DATA SHOWN
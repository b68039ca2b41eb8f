//! The offline engine: one object the UI layer talks to.
//!
//! Every action writes locally and enqueues its sync entry in one
//! transaction, then returns without waiting on the network.

use std::sync::Arc;

use crate::clock::{SharedClock, SystemClock};
use crate::config::SyncSettings;
use crate::db::RecordFilter;
use crate::emergency::{EmergencyService, Geolocator, SosReceipt, SosRequest};
use crate::models::{
    AppointmentPayload, AppointmentStatus, Collection, EmergencyEventPayload, EmergencyStatus,
    HealthRecordPayload, PatientPayload, PrescriptionPayload, QueueId, Record, RecordId,
    RecordPayload, SyncAction, SyncStatus, SyncSummary, VoiceCommandLogPayload,
};
use crate::network::{spawn_poller, HttpProbe, NetworkMonitor};
use crate::services::LocalStore;
use crate::sync::{spawn_sync_loop, DrainOutcome, SyncDispatcher, SyncLoopHandle, SyncTransport};
use crate::{Error, Result};

pub struct OfflineEngine {
    settings: SyncSettings,
    store: LocalStore,
    monitor: NetworkMonitor,
    dispatcher: SyncDispatcher,
    emergency: EmergencyService,
}

impl OfflineEngine {
    /// Open the store (falling back to memory if it is unusable) and wire up
    /// the monitor, dispatcher and emergency service.
    ///
    /// The monitor starts offline; the host reports connectivity through
    /// [`NetworkMonitor::set_online`] or the background poller.
    pub async fn initialize(
        settings: SyncSettings,
        transport: Arc<dyn SyncTransport>,
        geolocator: Arc<dyn Geolocator>,
    ) -> Result<Self> {
        Self::initialize_with_clock(settings, transport, geolocator, Arc::new(SystemClock)).await
    }

    pub async fn initialize_with_clock(
        settings: SyncSettings,
        transport: Arc<dyn SyncTransport>,
        geolocator: Arc<dyn Geolocator>,
        clock: SharedClock,
    ) -> Result<Self> {
        settings.validate()?;

        let store = match &settings.db_path {
            Some(path) => LocalStore::open_path(path, clock).await?,
            None => LocalStore::open_in_memory(clock).await?,
        };
        let monitor = NetworkMonitor::new(false);
        let dispatcher = SyncDispatcher::new(
            store.clone(),
            transport,
            monitor.clone(),
            settings.dispatcher_config(),
        );
        let emergency = EmergencyService::new(
            store.clone(),
            dispatcher.clone(),
            geolocator,
            settings.geolocation_timeout(),
        );

        tracing::info!(
            "Offline engine ready (store: {}, degraded: {})",
            store
                .path()
                .map_or_else(|| "in-memory".to_string(), |path| path.display().to_string()),
            store.is_degraded()
        );

        Ok(Self {
            settings,
            store,
            monitor,
            dispatcher,
            emergency,
        })
    }

    pub const fn settings(&self) -> &SyncSettings {
        &self.settings
    }

    pub const fn store(&self) -> &LocalStore {
        &self.store
    }

    pub const fn monitor(&self) -> &NetworkMonitor {
        &self.monitor
    }

    pub const fn dispatcher(&self) -> &SyncDispatcher {
        &self.dispatcher
    }

    pub async fn add_patient(&self, patient: PatientPayload) -> Result<RecordId> {
        self.create(&patient, SyncAction::CreatePatient).await
    }

    pub async fn update_patient(&self, id: &RecordId, patient: PatientPayload) -> Result<()> {
        self.replace(id, &patient, SyncAction::UpdatePatient).await
    }

    pub async fn book_appointment(&self, appointment: AppointmentPayload) -> Result<RecordId> {
        self.create(&appointment, SyncAction::BookAppointment).await
    }

    pub async fn update_appointment_status(
        &self,
        id: &RecordId,
        status: AppointmentStatus,
    ) -> Result<()> {
        let existing = self.require(Collection::Appointment, id).await?;
        let mut appointment: AppointmentPayload = existing.decode()?;
        appointment.status = status;
        self.replace(id, &appointment, SyncAction::UpdateAppointment)
            .await
    }

    pub async fn save_prescription(&self, prescription: PrescriptionPayload) -> Result<RecordId> {
        self.create(&prescription, SyncAction::SavePrescription)
            .await
    }

    pub async fn add_health_record(&self, record: HealthRecordPayload) -> Result<RecordId> {
        self.create(&record, SyncAction::AddHealthRecord).await
    }

    pub async fn log_voice_command(&self, entry: VoiceCommandLogPayload) -> Result<RecordId> {
        self.create(&entry, SyncAction::LogVoiceCommand).await
    }

    /// See [`EmergencyService::raise_sos`].
    pub async fn raise_sos(&self, request: SosRequest) -> Result<SosReceipt> {
        self.emergency.raise_sos(request).await
    }

    /// See [`EmergencyService::cancel_sos`].
    pub async fn cancel_sos(&self, record_id: &RecordId) -> Result<bool> {
        self.emergency.cancel_sos(record_id).await
    }

    /// Put a terminally failed record back in the queue.
    pub async fn retry_failed(&self, collection: Collection, id: &RecordId) -> Result<QueueId> {
        let mut record = self.require(collection, id).await?;
        if record.sync_status != SyncStatus::Failed {
            return Err(Error::InvalidInput(format!(
                "{collection} {id} is {}, not failed",
                record.sync_status
            )));
        }
        if collection == Collection::EmergencyEvent {
            let alert: EmergencyEventPayload = record.decode()?;
            if alert.status == EmergencyStatus::Cancelled {
                return Err(Error::InvalidInput(format!(
                    "emergency event {id} was cancelled"
                )));
            }
        }

        let action = retry_action(collection, record.server_id.is_some());
        record.updated_at = self.store.now_ms();
        let (_, queue_id) = self.store.record_mutation(&record, action).await?;
        tracing::info!("Re-queued failed {} {} as {}", collection, id, action);
        self.drain_in_background();
        Ok(queue_id)
    }

    /// Remove a record locally together with anything still queued for it.
    pub async fn delete_record(&self, collection: Collection, id: &RecordId) -> Result<bool> {
        self.store.delete(collection, id).await
    }

    /// Drain the queue now.
    pub async fn request_sync(&self) -> Result<DrainOutcome> {
        self.dispatcher.drain().await
    }

    /// Status counts from local tables only.
    pub async fn summary(&self) -> Result<SyncSummary> {
        self.store.summary().await
    }

    pub async fn get(&self, collection: Collection, id: &RecordId) -> Result<Option<Record>> {
        self.store.get(collection, id).await
    }

    pub async fn list(&self, collection: Collection, filter: &RecordFilter) -> Result<Vec<Record>> {
        self.store.list(collection, filter).await
    }

    /// Spawn the sync loop, plus the connectivity poller when a remote
    /// service is configured.
    pub fn start_background_sync(&self) -> Result<SyncLoopHandle> {
        let handle = spawn_sync_loop(
            self.dispatcher.clone(),
            self.monitor.clone(),
            self.settings.sync_interval(),
        );

        match self.settings.health_url() {
            Some(url) => {
                let probe = HttpProbe::new(url, self.settings.request_timeout())?;
                let poller = spawn_poller(
                    self.monitor.clone(),
                    Arc::new(probe),
                    self.settings.poll_interval(),
                );
                Ok(handle.with_companion(poller))
            }
            None => Ok(handle),
        }
    }

    async fn require(&self, collection: Collection, id: &RecordId) -> Result<Record> {
        self.store
            .get(collection, id)
            .await?
            .ok_or_else(|| Error::NotFound(format!("{collection} {id}")))
    }

    async fn create<P: RecordPayload>(&self, payload: &P, action: SyncAction) -> Result<RecordId> {
        let record = Record::from_payload(payload, self.store.now_ms())?;
        self.submit(&record, action).await
    }

    async fn replace<P: RecordPayload>(
        &self,
        id: &RecordId,
        payload: &P,
        action: SyncAction,
    ) -> Result<()> {
        let existing = self.require(P::COLLECTION, id).await?;
        let mut record = Record::from_payload_with_id(*id, payload, self.store.now_ms())?;
        record.created_at = existing.created_at;
        self.submit(&record, action).await?;
        Ok(())
    }

    async fn submit(&self, record: &Record, action: SyncAction) -> Result<RecordId> {
        let (record_id, queue_id) = self.store.record_mutation(record, action).await?;
        tracing::debug!(
            "Stored {} {} and queued {} as {}",
            record.collection,
            record_id,
            action,
            queue_id
        );
        self.drain_in_background();
        Ok(record_id)
    }

    fn drain_in_background(&self) {
        if !self.settings.drain_on_write || !self.monitor.is_online() {
            return;
        }
        let dispatcher = self.dispatcher.clone();
        tokio::spawn(async move {
            if let Err(error) = dispatcher.drain().await {
                tracing::error!("Background sync drain failed: {}", error);
            }
        });
    }
}

/// Action used to resend a failed record: an update once the server knows
/// the record, otherwise the original create.
const fn retry_action(collection: Collection, known_to_server: bool) -> SyncAction {
    match collection {
        Collection::Patient if known_to_server => SyncAction::UpdatePatient,
        Collection::Patient => SyncAction::CreatePatient,
        Collection::Appointment if known_to_server => SyncAction::UpdateAppointment,
        Collection::Appointment => SyncAction::BookAppointment,
        Collection::Prescription => SyncAction::SavePrescription,
        Collection::HealthRecord => SyncAction::AddHealthRecord,
        Collection::VoiceCommandLog => SyncAction::LogVoiceCommand,
        Collection::EmergencyEvent => SyncAction::EmergencySos,
    }
}
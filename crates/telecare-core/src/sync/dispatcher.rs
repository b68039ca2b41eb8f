//! Drains the sync queue against the remote service.
//!
//! At most one drain runs at a time per dispatcher (and its clones). Every
//! trigger that arrives while a drain is running is a no-op, except the
//! emergency fast path, which flags the running drain to re-poll before it
//! goes idle.

use std::collections::HashSet;
use std::sync::atomic::{AtomicBool, Ordering};
use std::sync::Arc;

use crate::models::{QueueEntry, QueueId, SyncStatus};
use crate::network::NetworkMonitor;
use crate::services::LocalStore;
use crate::{Error, Result};

use super::backoff::BackoffPolicy;
use super::transport::{SyncError, SyncRequest, SyncTransport};

/// Tunables for a dispatcher.
#[derive(Debug, Clone, Copy, PartialEq, Eq)]
pub struct DispatcherConfig {
    /// Transient failures after which a normal entry becomes terminal.
    pub retry_ceiling: u32,
    /// Entries fetched per queue read.
    pub batch_size: usize,
    pub backoff: BackoffPolicy,
}

impl Default for DispatcherConfig {
    fn default() -> Self {
        Self {
            retry_ceiling: 3,
            batch_size: 25,
            backoff: BackoffPolicy::default(),
        }
    }
}

/// Per-drain counters.
#[derive(Debug, Clone, Copy, Default, PartialEq, Eq)]
pub struct DrainReport {
    /// Entries handed to the transport
    pub dispatched: usize,
    /// Entries the server accepted
    pub synced: usize,
    /// Entries rescheduled after a transient failure
    pub retried: usize,
    /// Entries that became terminal
    pub failed: usize,
    /// Stale entries removed without a network call
    pub dropped: usize,
}

impl DrainReport {
    fn absorb(&mut self, other: Self) {
        self.dispatched += other.dispatched;
        self.synced += other.synced;
        self.retried += other.retried;
        self.failed += other.failed;
        self.dropped += other.dropped;
    }
}

/// Result of a drain trigger.
#[derive(Debug, Clone, Copy, PartialEq, Eq)]
pub enum DrainOutcome {
    /// Another drain holds the in-flight flag; nothing was done.
    AlreadyDraining,
    /// The network was (or went) offline; remaining entries stay queued.
    Offline,
    Completed(DrainReport),
}

impl DrainOutcome {
    pub const fn report(&self) -> Option<&DrainReport> {
        match self {
            Self::Completed(report) => Some(report),
            _ => None,
        }
    }
}

enum Flow {
    Continue,
    Offline,
}

/// Releases the in-flight flag when dropped, including on error.
struct InFlight<'a>(&'a AtomicBool);

impl Drop for InFlight<'_> {
    fn drop(&mut self) {
        self.0.store(false, Ordering::SeqCst);
    }
}

/// Queue drainer. Cloning shares the in-flight state.
#[derive(Clone)]
pub struct SyncDispatcher {
    store: LocalStore,
    transport: Arc<dyn SyncTransport>,
    monitor: NetworkMonitor,
    config: DispatcherConfig,
    in_flight: Arc<AtomicBool>,
    urgent: Arc<AtomicBool>,
}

PROBLEM DETAILS
In the entries above, tally the lines containing the word "InvalidInput" and return only the tally.

SOLUTION FOR THIS PROBLEM
2